## [The task]
Return every line of the data exactly as it stands.

[Stored records]
- - -
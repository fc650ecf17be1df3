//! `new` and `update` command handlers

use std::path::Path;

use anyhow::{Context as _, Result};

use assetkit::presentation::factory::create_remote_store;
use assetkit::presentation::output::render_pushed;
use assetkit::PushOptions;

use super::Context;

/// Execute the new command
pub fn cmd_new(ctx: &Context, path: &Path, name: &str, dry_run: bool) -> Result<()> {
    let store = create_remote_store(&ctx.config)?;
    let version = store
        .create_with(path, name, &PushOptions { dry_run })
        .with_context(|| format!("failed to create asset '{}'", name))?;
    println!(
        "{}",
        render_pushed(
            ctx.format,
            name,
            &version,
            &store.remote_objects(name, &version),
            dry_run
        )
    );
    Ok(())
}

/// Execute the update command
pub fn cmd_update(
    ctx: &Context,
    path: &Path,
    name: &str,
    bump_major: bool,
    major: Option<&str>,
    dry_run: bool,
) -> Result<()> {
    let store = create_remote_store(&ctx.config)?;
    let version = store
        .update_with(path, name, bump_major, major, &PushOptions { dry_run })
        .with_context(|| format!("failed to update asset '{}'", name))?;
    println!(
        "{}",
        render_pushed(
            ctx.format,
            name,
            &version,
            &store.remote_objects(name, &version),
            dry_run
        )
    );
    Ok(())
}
- - -
## [Exercise output]
repository fc650ecf17be1df3
//! `new` and `update` command handlers

use std::path::Path;

use anyhow::{Context as _, Result};

use assetkit::presentation::factory::create_remote_store;
use assetkit::presentation::output::render_pushed;
use assetkit::PushOptions;

use super::Context;

/// Execute the new command
pub fn cmd_new(ctx: &Context, path: &Path, name: &str, dry_run: bool) -> Result<()> {
    let store = create_remote_store(&ctx.config)?;
    let version = store
        .create_with(path, name, &PushOptions { dry_run })
        .with_context(|| format!("failed to create asset '{}'", name))?;
    println!(
        "{}",
        render_pushed(
            ctx.format,
            name,
            &version,
            &store.remote_objects(name, &version),
            dry_run
        )
    );
    Ok(())
}

/// Execute the update command
pub fn cmd_update(
    ctx: &Context,
    path: &Path,
    name: &str,
    bump_major: bool,
    major: Option<&str>,
    dry_run: bool,
) -> Result<()> {
    let store = create_remote_store(&ctx.config)?;
    let version = store
        .update_with(path, name, bump_major, major, &PushOptions { dry_run })
        .with_context(|| format!("failed to update asset '{}'", name))?;
    println!(
        "{}",
        render_pushed(
            ctx.format,
            name,
            &version,
            &store.remote_objects(name, &version),
            dry_run
        )
    );
    Ok(())
}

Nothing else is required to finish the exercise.